El último gran taller resistió hasta 1965

La Voz

SANTIAGO

El último gran taller de talla y ebanistería lo inició Urbano Parcero en la rúa Azabachería, de 1927 a 1947; después, con su hijo Amador, se trasladó para la Rúa Nova de Abaixo, entre 1947 y 1965. En sus años de esplendor ocupó a medio centenar de operarios y aprendices. Amador abrió otro taller, más modesto, en la rúa Sánchez Freire, hasta 1967. En 1969 participó en la Cooperativa Artesana San José, en Montouto, de la que fue gerente: contaba con cuatro naves y numerosos especialistas, pero la experiencia fracasó en tres años, y lo atribuye en parte al escaso afán cooperativo de los integrantes. Después, hasta 1982, sin taller, trabajó en restauración, con contratos particulares, en numerosos asilos: Pontevedra, Vigo, Tui, A Coruña, Monforte, Caldas, Betanzos, Ferrol o los compostelanos de Carretas y Camiño Novo, hasta la jubilación. Su despedida fue en la Colegiata de Baiona. También realizó alguna exposición y fue síndico. Marruecos y Puerto Rico Del taller de los Parcero se conservan obras en Santiago, en numerosas provincias españolas, en Marruecos o en Puerto Rico. En Compostela, Amador cita la talla realizada por su padre en la farmacia Bescansa, en colaboración con el taller de Anido, cuando era encargado del mismo José Jiménez. En varias casas hay muebles y otros elementos, como los encargados por el médico Martínez de la Riva para su vivienda de la rúa Cruceiro do Gaio, donde permanecen unas escaleras demadera y otros productos. Resalta asimismo un arcón y otro mobiliario, como un dormitorio de matrimonio con dos artísticas camas y una capilla que construyó para Manuel Villaverde. Amador Parcero guarda fotografías de buena parte de esos trabajos.
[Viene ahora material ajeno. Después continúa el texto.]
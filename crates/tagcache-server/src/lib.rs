//! # tagcache-server
//!
//! Axum HTTP surface over a shared [`tagcache::TagCache`].
//!
//! | Method | Path | Effect |
//! |---|---|---|
//! | GET | `/health` | connection status |
//! | GET | `/metrics` | Prometheus exposition |
//! | GET | `/entries/{key}?tags=a,b` | stored JSON value, 404 on miss |
//! | PUT | `/entries/{key}?tags=a,b&ttl=60` | stores the JSON body |
//! | DELETE | `/cache` | flushes every entry |
//! | DELETE | `/tags/{tag}` | invalidates one tag |
//! | POST | `/invalidate` | invalidates the listed tags |
//! | POST | `/gc` | runs tag metadata garbage collection |

pub mod error;
pub mod handlers;
pub mod metrics;
pub mod middleware;
pub mod server;
pub mod settings;
pub mod state;

pub use error::AppError;
pub use handlers::health::HealthResponse;
pub use server::{create_router, run_server};
pub use settings::{ServerSettings, Settings};
pub use state::AppState;

/// Returns the crate version.
pub fn version() -> &'static str {
    env!("CARGO_PKG_VERSION")
}
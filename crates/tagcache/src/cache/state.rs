//! Connection state of a cache facade.

use std::fmt;

use serde::Serialize;

/// Lifecycle of the facade's link to its backing store.
///
/// `Disconnected -> Connecting -> Connected`, or
/// `Disconnected -> Connecting -> Failed`. `Failed` is terminal: the
/// facade never reconnects and stays a no-op for its whole lifetime.
#[derive(Debug, Clone, PartialEq, Eq, Serialize)]
#[serde(tag = "state", content = "reason", rename_all = "lowercase")]
pub enum ConnectionState {
    /// No connection was attempted.
    Disconnected,
    /// Health check in progress.
    Connecting,
    /// The store answered its health check.
    Connected,
    /// The store was unreachable; holds the reason.
    Failed(String),
}

impl ConnectionState {
    /// Returns true if `next` is a legal successor of this state.
    pub fn can_transition_to(&self, next: &ConnectionState) -> bool {
        matches!(
            (self, next),
            (Self::Disconnected, Self::Connecting)
                | (Self::Connecting, Self::Connected)
                | (Self::Connecting, Self::Failed(_))
        )
    }

    /// Returns true if no further transition is possible.
    pub fn is_terminal(&self) -> bool {
        matches!(self, Self::Connected | Self::Failed(_))
    }

    pub fn is_connected(&self) -> bool {
        matches!(self, Self::Connected)
    }

    pub fn label(&self) -> &'static str {
        match self {
            Self::Disconnected => "disconnected",
            Self::Connecting => "connecting",
            Self::Connected => "connected",
            Self::Failed(_) => "failed",
        }
    }
}

impl fmt::Display for ConnectionState {
    fn fmt(&self, f: &mut fmt::Formatter<'_>) -> fmt::Result {
        match self {
            Self::Failed(reason) => write!(f, "failed: {}", reason),
            other => f.write_str(other.label()),
        }
    }
}
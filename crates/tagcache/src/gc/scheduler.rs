//! Background garbage collection scheduler.

use std::time::Duration;

use tokio::sync::watch;
use tokio::time::{Instant, interval_at};
use tracing::{debug, info, warn};

use super::{GarbageCollector, GcOutcome};

/// Handle for controlling a running scheduler.
///
/// Dropping the handle stops the scheduler.
#[derive(Debug)]
pub struct GcHandle {
    shutdown_tx: watch::Sender<bool>,
}

impl GcHandle {
    /// Signals the scheduler to stop.
    pub fn stop(&self) {
        let _ = self.shutdown_tx.send(true);
    }

    /// Returns true once the scheduler task has exited.
    pub fn is_stopped(&self) -> bool {
        self.shutdown_tx.is_closed()
    }
}

impl Drop for GcHandle {
    fn drop(&mut self) {
        self.stop();
    }
}

/// Runs garbage collection periodically for long-lived processes.
///
/// Every instance may run a scheduler; the marker key keeps the effective
/// sweep rate at one per refresh window across all of them.
#[derive(Debug)]
pub struct GcScheduler {
    collector: GarbageCollector,
    period: Duration,
}

impl GcScheduler {
    /// Creates a scheduler ticking once per refresh window.
    pub fn new(collector: GarbageCollector) -> Self {
        let period = collector.config().refresh_window();
        Self { collector, period }
    }

    /// Overrides the tick period.
    pub fn with_period(mut self, period: Duration) -> Self {
        self.period = period;
        self
    }

    /// Starts the background task.
    ///
    /// The first tick happens one period from now; connecting already
    /// runs a collection.
    pub fn start(self) -> GcHandle {
        let (shutdown_tx, shutdown_rx) = watch::channel(false);
        let handle = GcHandle { shutdown_tx };

        tokio::spawn(self.run(shutdown_rx));

        handle
    }

    async fn run(self, mut shutdown_rx: watch::Receiver<bool>) {
        let mut timer = interval_at(Instant::now() + self.period, self.period);

        info!(period = ?self.period, "Starting garbage collection scheduler");

        loop {
            tokio::select! {
                _ = timer.tick() => {
                    self.tick().await;
                }
                result = shutdown_rx.changed() => {
                    if result.is_err() || *shutdown_rx.borrow() {
                        info!("Garbage collection scheduler shutting down");
                        break;
                    }
                }
            }
        }
    }

    async fn tick(&self) {
        match self.collector.run().await {
            Ok(GcOutcome::Skipped) => debug!("Scheduled collection skipped"),
            Ok(GcOutcome::Swept(report)) => {
                debug!(evicted = report.evicted.len(), "Scheduled collection swept")
            },
            Err(e) => warn!(error = %e, "Scheduled garbage collection failed"),
        }
    }
}
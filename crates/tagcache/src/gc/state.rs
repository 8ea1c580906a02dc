//! Garbage collection run statistics.

use std::time::Instant;

use parking_lot::RwLock;

/// Tracks what garbage collection has done in this process.
///
/// The marker key coordinates instances through the store; these
/// statistics are local and only feed logging and the HTTP surface.
#[derive(Debug)]
pub struct GcStats {
    /// When the last sweep finished.
    last_sweep: RwLock<Option<Instant>>,
    /// Sweeps this process performed.
    sweeps: RwLock<u64>,
    /// Runs skipped because another run held the marker.
    skipped: RwLock<u64>,
    /// Tags forgotten across all sweeps.
    evicted: RwLock<u64>,
    /// The last error message, if any.
    last_error: RwLock<Option<String>>,
    /// Number of consecutive failures.
    failure_count: RwLock<u32>,
}

impl GcStats {
    pub fn new() -> Self {
        Self {
            last_sweep: RwLock::new(None),
            sweeps: RwLock::new(0),
            skipped: RwLock::new(0),
            evicted: RwLock::new(0),
            last_error: RwLock::new(None),
            failure_count: RwLock::new(0),
        }
    }

    /// Records a completed sweep that forgot `evicted` tags.
    pub fn record_sweep(&self, evicted: usize) {
        let mut last_sweep = self.last_sweep.write();
        let mut sweeps = self.sweeps.write();
        let mut total = self.evicted.write();
        let mut last_error = self.last_error.write();
        let mut failure_count = self.failure_count.write();

        *last_sweep = Some(Instant::now());
        *sweeps += 1;
        *total += evicted as u64;
        *last_error = None;
        *failure_count = 0;
    }

    /// Records a run that found the marker already set.
    pub fn record_skip(&self) {
        *self.skipped.write() += 1;
    }

    /// Records a failed run.
    pub fn record_failure(&self, error: impl Into<String>) {
        let mut last_error = self.last_error.write();
        let mut failure_count = self.failure_count.write();

        *last_error = Some(error.into());
        *failure_count += 1;
    }

    pub fn last_sweep(&self) -> Option<Instant> {
        *self.last_sweep.read()
    }

    pub fn sweeps(&self) -> u64 {
        *self.sweeps.read()
    }

    pub fn skipped(&self) -> u64 {
        *self.skipped.read()
    }

    pub fn evicted(&self) -> u64 {
        *self.evicted.read()
    }

    pub fn last_error(&self) -> Option<String> {
        self.last_error.read().clone()
    }

    /// Returns the number of consecutive failures.
    pub fn failure_count(&self) -> u32 {
        *self.failure_count.read()
    }

    /// Returns true unless the most recent run failed.
    pub fn is_healthy(&self) -> bool {
        self.last_error.read().is_none()
    }
}

impl Default for GcStats {
    fn default() -> Self {
        Self::new()
    }
}
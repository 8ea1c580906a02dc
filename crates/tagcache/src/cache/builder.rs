//! Facade construction and connection.

use std::sync::Arc;
use std::time::Duration;

use parking_lot::RwLock;
use tagcache_core::{Result, TagCacheError};
use tagcache_store::{KeyValueStore, StoreConfig};
use tracing::{debug, info, warn};

use super::state::ConnectionState;
use super::tag_cache::{Backend, Connection, TagCache, default_ttl};
use crate::clock::{Clock, SystemClock};
use crate::codec::{Codec, JsonCodec};
use crate::config::{GcConfig, TagCacheConfig};
use crate::gc::{GarbageCollector, GcOutcome, GcStats};
use crate::keys::KeyDeriver;
use crate::metrics::CacheMetrics;
use crate::namespace::NamespaceController;
use crate::tags::TagVersionStore;

/// Builder for [`TagCache`].
///
/// Connecting never fails because the store is unreachable: such a facade
/// is built in the `Failed` state and behaves as a no-op cache. Only
/// invalid settings are errors.
#[derive(Debug)]
pub struct TagCacheBuilder<C: Codec = JsonCodec> {
    prefix: String,
    default_ttl: Duration,
    gc: GcConfig,
    clock: Arc<dyn Clock>,
    codec: C,
    metrics: CacheMetrics,
}

impl TagCacheBuilder<JsonCodec> {
    pub fn new() -> Self {
        Self {
            prefix: String::new(),
            default_ttl: default_ttl(),
            gc: GcConfig::default(),
            clock: Arc::new(SystemClock),
            codec: JsonCodec::default(),
            metrics: CacheMetrics::new(),
        }
    }
}

impl Default for TagCacheBuilder<JsonCodec> {
    fn default() -> Self {
        Self::new()
    }
}

impl<C: Codec> TagCacheBuilder<C> {
    /// Applies prefix, default TTL and GC settings from a config.
    pub fn from_config(self, config: &TagCacheConfig) -> Self {
        self.prefix(config.prefix.clone())
            .default_ttl(config.default_ttl())
            .gc(config.gc.clone())
    }

    pub fn prefix(mut self, prefix: impl Into<String>) -> Self {
        self.prefix = prefix.into();
        self
    }

    pub fn default_ttl(mut self, ttl: Duration) -> Self {
        self.default_ttl = ttl;
        self
    }

    pub fn gc(mut self, gc: GcConfig) -> Self {
        self.gc = gc;
        self
    }

    /// Sets the clock tag timestamps are taken from.
    pub fn clock(mut self, clock: impl Clock + 'static) -> Self {
        self.clock = Arc::new(clock);
        self
    }

    /// Shares a metrics recorder, e.g. with another facade.
    pub fn metrics(mut self, metrics: CacheMetrics) -> Self {
        self.metrics = metrics;
        self
    }

    /// Replaces the payload codec.
    pub fn codec<D: Codec>(self, codec: D) -> TagCacheBuilder<D> {
        TagCacheBuilder {
            prefix: self.prefix,
            default_ttl: self.default_ttl,
            gc: self.gc,
            clock: self.clock,
            codec,
            metrics: self.metrics,
        }
    }

    /// Connects to an existing store.
    ///
    /// Health-checks the store; on success runs one garbage collection
    /// pass, whose failure is only logged.
    ///
    /// # Errors
    ///
    /// `TagCacheError::InvalidConfig` for invalid settings.
    pub async fn connect(self, store: Arc<dyn KeyValueStore>) -> Result<TagCache<C>> {
        self.validate()?;

        let mut state = ConnectionState::Disconnected;
        transition(&mut state, ConnectionState::Connecting);
        debug!(store = store.name(), "Connecting to backing store");

        if let Err(e) = store.health_check().await {
            let failure = TagCacheError::connection_failure(store.name(), e.to_string());
            warn!(error = %failure, "Backing store unavailable, cache disabled");
            transition(&mut state, ConnectionState::Failed(failure.to_string()));
            return Ok(self.finish(Backend::Disabled, state));
        }

        let stats = Arc::new(GcStats::new());
        let tags = TagVersionStore::new(store.clone(), self.clock.clone());
        let gc = GarbageCollector::new(
            tags.clone(),
            store.clone(),
            self.gc.clone(),
            stats,
            self.metrics.clone(),
        );

        match gc.run().await {
            Ok(GcOutcome::Skipped) => debug!("Garbage collection ran recently, skipped"),
            Ok(GcOutcome::Swept(report)) => {
                debug!(evicted = report.evicted.len(), "Garbage collection on connect")
            },
            Err(e) => warn!(error = %e, "Garbage collection on connect failed"),
        }

        transition(&mut state, ConnectionState::Connected);
        info!(store = store.name(), prefix = %self.prefix, "Cache connected");

        let connection = Connection {
            namespace: NamespaceController::new(store.clone()),
            deriver: KeyDeriver::new(tags),
            gc,
            store,
        };
        Ok(self.finish(Backend::Connected(connection), state))
    }

    /// Connects to the store described by `config`.
    ///
    /// A store that cannot be created or reached yields a `Failed` facade.
    ///
    /// # Errors
    ///
    /// `TagCacheError::InvalidConfig` for invalid settings.
    pub async fn connect_with(self, config: &StoreConfig) -> Result<TagCache<C>> {
        self.validate()?;

        match tagcache_store::connect(config).await {
            Ok(store) => self.connect(store).await,
            Err(e) => {
                let failure = TagCacheError::connection_failure(config.endpoint(), e.to_string());
                warn!(error = %failure, "Backing store unavailable, cache disabled");
                let mut state = ConnectionState::Disconnected;
                transition(&mut state, ConnectionState::Connecting);
                transition(&mut state, ConnectionState::Failed(failure.to_string()));
                Ok(self.finish(Backend::Disabled, state))
            },
        }
    }

    /// Builds a facade that never touches a store.
    pub fn disabled(self) -> TagCache<C> {
        self.finish(Backend::Disabled, ConnectionState::Disconnected)
    }

    fn validate(&self) -> Result<()> {
        if self.default_ttl.is_zero() {
            return Err(TagCacheError::invalid_config(
                "default_ttl",
                "must be positive",
            ));
        }
        self.gc.validate()?;
        // Garbage collection resets forgotten tags to version 1; entries
        // must expire before their tags can be forgotten.
        if self.default_ttl > self.gc.stale_after() {
            return Err(TagCacheError::invalid_config(
                "default_ttl",
                "must not exceed gc.stale_after_secs",
            ));
        }
        Ok(())
    }

    fn finish(self, backend: Backend, state: ConnectionState) -> TagCache<C> {
        let gc_stats = match &backend {
            Backend::Connected(conn) => conn.gc.stats().clone(),
            Backend::Disabled => Arc::new(GcStats::new()),
        };
        TagCache {
            backend,
            state,
            prefix: RwLock::new(self.prefix),
            default_ttl: self.default_ttl,
            codec: self.codec,
            metrics: self.metrics,
            gc_stats,
        }
    }
}

fn transition(state: &mut ConnectionState, next: ConnectionState) {
    debug_assert!(
        state.can_transition_to(&next),
        "illegal transition {} -> {}",
        state,
        next
    );
    debug!(from = state.label(), to = next.label(), "Connection state changed");
    *state = next;
}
Destaca tres retablos en la iglesia de A Milagrosa (Lugo); otro en Daimiel (Ciudad Real); en Madrid, un coro del convento de las mercedarias, o dos retablos de sillería del coro del presbiterio de la iglesia de la Concepción; un altar en Almodóvar del Pinar (en Cuenca, provincia para donde trabajó intensamente), o varios en Asturias, entre otros. Su padre, nacido en la rúa de San Pedro, se aficionó a la talla ya a los 8 años, cuando era monaguillo en As Ánimas, y a los 12 años empezó como aprendiz. Aprovechaba elementos de la zapatería familiar para iniciarse en el oficio, y antes de establecerse con taller trabajó por cuenta ajena. También enseño en la Escola de Artes e Oficios entre 1930 y 1942, como maestro de talla y labra, y como auxiliar de modelado/vaciado.